[Dataset entries]

┏━━

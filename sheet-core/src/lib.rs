//! Character build rules engine.
//!
//! This crate provides:
//! - Attribute allocation under a global 70-point budget
//! - Skill point spending derived from the Intelligence modifier
//! - Class eligibility checks against minimum-attribute thresholds
//! - An intent-driven roster holding the full character collection
//!
//! All mutation paths are total: an intent that would break a budget
//! invariant (or names an unknown target) is a silent no-op, not an
//! error. The engine is synchronous and does no I/O; persistence lives
//! in `sheet-store`.
//!
//! # Quick Start
//!
//! ```
//! use sheet_core::{Attribute, Direction, Intent, Roster};
//!
//! let mut roster = Roster::new();
//! let id = roster.create();
//!
//! roster.apply(Intent::AdjustAttribute {
//!     id,
//!     attribute: Attribute::Strength,
//!     direction: Direction::Increment,
//! });
//!
//! assert_eq!(roster.get(id).unwrap().attributes.strength, 11);
//! ```

pub mod attributes;
pub mod character;
pub mod classes;
pub mod roster;
pub mod skills;

// Primary public API
pub use attributes::{modifier, Attribute, Attributes, ATTRIBUTE_POINT_CAP};
pub use character::{Character, CharacterId, Direction};
pub use classes::ClassKind;
pub use roster::{Intent, Roster};
pub use skills::{Skill, SkillSlot};
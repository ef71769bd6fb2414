//! The in-memory character collection and its intent surface.
//!
//! The roster is the single owned store for all characters; callers
//! mutate it by submitting [`Intent`] values rather than reaching into
//! the collection. Intents naming an unknown target are silent no-ops.

use crate::attributes::Attribute;
use crate::character::{Character, CharacterId, Direction};
use crate::skills::Skill;
use serde::{Deserialize, Serialize};

/// A mutation request against the roster.
#[derive(Debug, Clone, Serialize, Deserialize)]
pub enum Intent {
    /// Append a new baseline character.
    AddCharacter,

    /// Remove every character.
    ClearAll,

    /// Step one attribute of one character up or down.
    AdjustAttribute {
        id: CharacterId,
        attribute: Attribute,
        direction: Direction,
    },

    /// Step one skill's points of one character up or down.
    AdjustSkill {
        id: CharacterId,
        skill: Skill,
        direction: Direction,
    },
}

/// Owned store for the character collection, ordered by creation.
#[derive(Debug, Clone, Default, PartialEq, Serialize, Deserialize)]
#[serde(transparent)]
pub struct Roster {
    characters: Vec<Character>,
}

impl Roster {
    pub fn new() -> Self {
        Self::default()
    }

    /// Append a baseline character named by position ("Character N").
    /// Names can collide after removals; ids stay unique.
    pub fn create(&mut self) -> CharacterId {
        let character = Character::new(format!("Character {}", self.characters.len() + 1));
        let id = character.id;
        self.characters.push(character);
        id
    }

    /// Remove every character. Idempotent.
    pub fn clear(&mut self) {
        self.characters.clear();
    }

    /// Replace the whole collection, as when a load completes.
    pub fn replace(&mut self, characters: Vec<Character>) {
        self.characters = characters;
    }

    /// Apply one intent, returning whether it changed anything. Budget
    /// rejections and unknown targets return `false` with the roster
    /// untouched.
    pub fn apply(&mut self, intent: Intent) -> bool {
        match intent {
            Intent::AddCharacter => {
                self.create();
                true
            }
            Intent::ClearAll => {
                self.clear();
                true
            }
            Intent::AdjustAttribute {
                id,
                attribute,
                direction,
            } => match self.get_mut(id) {
                Some(character) => character.adjust_attribute(attribute, direction),
                None => false,
            },
            Intent::AdjustSkill {
                id,
                skill,
                direction,
            } => match self.get_mut(id) {
                Some(character) => character.adjust_skill(skill, direction),
                None => false,
            },
        }
    }

    pub fn characters(&self) -> &[Character] {
        &self.characters
    }

    pub fn get(&self, id: CharacterId) -> Option<&Character> {
        self.characters.iter().find(|c| c.id == id)
    }

    fn get_mut(&mut self, id: CharacterId) -> Option<&mut Character> {
        self.characters.iter_mut().find(|c| c.id == id)
    }

    /// Display-layer lookup by name. First match wins when names
    /// collide.
    pub fn find_by_name(&self, name: &str) -> Option<&Character> {
        self.characters.iter().find(|c| c.name == name)
    }

    pub fn len(&self) -> usize {
        self.characters.len()
    }

    pub fn is_empty(&self) -> bool {
        self.characters.is_empty()
    }
}

#[cfg(test)]
mod tests {
    use super::*;

    #[test]
    fn test_create_names_by_position() {
        let mut roster = Roster::new();
        roster.create();
        roster.create();
        assert_eq!(roster.characters()[0].name, "Character 1");
        assert_eq!(roster.characters()[1].name, "Character 2");
    }

    #[test]
    fn test_clear_is_idempotent() {
        let mut roster = Roster::new();
        roster.create();
        roster.clear();
        let after_once = roster.clone();
        roster.clear();
        assert_eq!(roster, after_once);
        assert!(roster.is_empty());
    }

    #[test]
    fn test_apply_targets_one_character() {
        let mut roster = Roster::new();
        let first = roster.create();
        let second = roster.create();

        assert!(roster.apply(Intent::AdjustAttribute {
            id: first,
            attribute: Attribute::Strength,
            direction: Direction::Increment,
        }));

        assert_eq!(roster.get(first).unwrap().attributes.strength, 11);
        assert_eq!(roster.get(second).unwrap().attributes.strength, 10);
    }

    #[test]
    fn test_unknown_target_is_a_no_op() {
        let mut roster = Roster::new();
        roster.create();
        let before = roster.clone();

        let applied = roster.apply(Intent::AdjustSkill {
            id: CharacterId::new(),
            skill: Skill::Stealth,
            direction: Direction::Increment,
        });

        assert!(!applied);
        assert_eq!(roster, before);
    }

    #[test]
    fn test_find_by_name_takes_first_match() {
        let mut roster = Roster::new();
        let first = roster.create();
        roster.clear();
        // Re-adding after a clear reuses the positional name.
        let reused = roster.create();
        assert_ne!(first, reused);
        assert_eq!(roster.find_by_name("Character 1").unwrap().id, reused);
    }

    #[test]
    fn test_replace_supersedes_local_state() {
        let mut roster = Roster::new();
        roster.create();
        roster.replace(vec![Character::new("Loaded")]);
        assert_eq!(roster.len(), 1);
        assert_eq!(roster.characters()[0].name, "Loaded");
    }
}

┗━━

Each entry must appear again in the answer exactly as written.

Response to the task
filename sheet-core/src/lib.rs
//! Character build rules engine.
//!
//! This crate provides:
//! - Attribute allocation under a global 70-point budget
//! - Skill point spending derived from the Intelligence modifier
//! - Class eligibility checks against minimum-attribute thresholds
//! - An intent-driven roster holding the full character collection
//!
//! All mutation paths are total: an intent that would break a budget
//! invariant (or names an unknown target) is a silent no-op, not an
//! error. The engine is synchronous and does no I/O; persistence lives
//! in `sheet-store`.
//!
//! # Quick Start
//!
//! ```
//! use sheet_core::{Attribute, Direction, Intent, Roster};
//!
//! let mut roster = Roster::new();
//! let id = roster.create();
//!
//! roster.apply(Intent::AdjustAttribute {
//!     id,
//!     attribute: Attribute::Strength,
//!     direction: Direction::Increment,
//! });
//!
//! assert_eq!(roster.get(id).unwrap().attributes.strength, 11);
//! ```

pub mod attributes;
pub mod character;
pub mod classes;
pub mod roster;
pub mod skills;

// Primary public API
pub use attributes::{modifier, Attribute, Attributes, ATTRIBUTE_POINT_CAP};
pub use character::{Character, CharacterId, Direction};
pub use classes::ClassKind;
pub use roster::{Intent, Roster};
pub use skills::{Skill, SkillSlot};
repository ef71769bd6fb2414
//! The in-memory character collection and its intent surface.
//!
//! The roster is the single owned store for all characters; callers
//! mutate it by submitting [`Intent`] values rather than reaching into
//! the collection. Intents naming an unknown target are silent no-ops.

use crate::attributes::Attribute;
use crate::character::{Character, CharacterId, Direction};
use crate::skills::Skill;
use serde::{Deserialize, Serialize};

/// A mutation request against the roster.
#[derive(Debug, Clone, Serialize, Deserialize)]
pub enum Intent {
    /// Append a new baseline character.
    AddCharacter,

    /// Remove every character.
    ClearAll,

    /// Step one attribute of one character up or down.
    AdjustAttribute {
        id: CharacterId,
        attribute: Attribute,
        direction: Direction,
    },

    /// Step one skill's points of one character up or down.
    AdjustSkill {
        id: CharacterId,
        skill: Skill,
        direction: Direction,
    },
}

/// Owned store for the character collection, ordered by creation.
#[derive(Debug, Clone, Default, PartialEq, Serialize, Deserialize)]
#[serde(transparent)]
pub struct Roster {
    characters: Vec<Character>,
}

impl Roster {
    pub fn new() -> Self {
        Self::default()
    }

    /// Append a baseline character named by position ("Character N").
    /// Names can collide after removals; ids stay unique.
    pub fn create(&mut self) -> CharacterId {
        let character = Character::new(format!("Character {}", self.characters.len() + 1));
        let id = character.id;
        self.characters.push(character);
        id
    }

    /// Remove every character. Idempotent.
    pub fn clear(&mut self) {
        self.characters.clear();
    }

    /// Replace the whole collection, as when a load completes.
    pub fn replace(&mut self, characters: Vec<Character>) {
        self.characters = characters;
    }

    /// Apply one intent, returning whether it changed anything. Budget
    /// rejections and unknown targets return `false` with the roster
    /// untouched.
    pub fn apply(&mut self, intent: Intent) -> bool {
        match intent {
            Intent::AddCharacter => {
                self.create();
                true
            }
            Intent::ClearAll => {
                self.clear();
                true
            }
            Intent::AdjustAttribute {
                id,
                attribute,
                direction,
            } => match self.get_mut(id) {
                Some(character) => character.adjust_attribute(attribute, direction),
                None => false,
            },
            Intent::AdjustSkill {
                id,
                skill,
                direction,
            } => match self.get_mut(id) {
                Some(character) => character.adjust_skill(skill, direction),
                None => false,
            },
        }
    }

    pub fn characters(&self) -> &[Character] {
        &self.characters
    }

    pub fn get(&self, id: CharacterId) -> Option<&Character> {
        self.characters.iter().find(|c| c.id == id)
    }

    fn get_mut(&mut self, id: CharacterId) -> Option<&mut Character> {
        self.characters.iter_mut().find(|c| c.id == id)
    }

    /// Display-layer lookup by name. First match wins when names
    /// collide.
    pub fn find_by_name(&self, name: &str) -> Option<&Character> {
        self.characters.iter().find(|c| c.name == name)
    }

    pub fn len(&self) -> usize {
        self.characters.len()
    }

    pub fn is_empty(&self) -> bool {
        self.characters.is_empty()
    }
}

#[cfg(test)]
mod tests {
    use super::*;

    #[test]
    fn test_create_names_by_position() {
        let mut roster = Roster::new();
        roster.create();
        roster.create();
        assert_eq!(roster.characters()[0].name, "Character 1");
        assert_eq!(roster.characters()[1].name, "Character 2");
    }

    #[test]
    fn test_clear_is_idempotent() {
        let mut roster = Roster::new();
        roster.create();
        roster.clear();
        let after_once = roster.clone();
        roster.clear();
        assert_eq!(roster, after_once);
        assert!(roster.is_empty());
    }

    #[test]
    fn test_apply_targets_one_character() {
        let mut roster = Roster::new();
        let first = roster.create();
        let second = roster.create();

        assert!(roster.apply(Intent::AdjustAttribute {
            id: first,
            attribute: Attribute::Strength,
            direction: Direction::Increment,
        }));

        assert_eq!(roster.get(first).unwrap().attributes.strength, 11);
        assert_eq!(roster.get(second).unwrap().attributes.strength, 10);
    }

    #[test]
    fn test_unknown_target_is_a_no_op() {
        let mut roster = Roster::new();
        roster.create();
        let before = roster.clone();

        let applied = roster.apply(Intent::AdjustSkill {
            id: CharacterId::new(),
            skill: Skill::Stealth,
            direction: Direction::Increment,
        });

        assert!(!applied);
        assert_eq!(roster, before);
    }

    #[test]
    fn test_find_by_name_takes_first_match() {
        let mut roster = Roster::new();
        let first = roster.create();
        roster.clear();
        // Re-adding after a clear reuses the positional name.
        let reused = roster.create();
        assert_ne!(first, reused);
        assert_eq!(roster.find_by_name("Character 1").unwrap().id, reused);
    }

    #[test]
    fn test_replace_supersedes_local_state() {
        let mut roster = Roster::new();
        roster.create();
        roster.replace(vec![Character::new("Loaded")]);
        assert_eq!(roster.len(), 1);
        assert_eq!(roster.characters()[0].name, "Loaded");
    }
}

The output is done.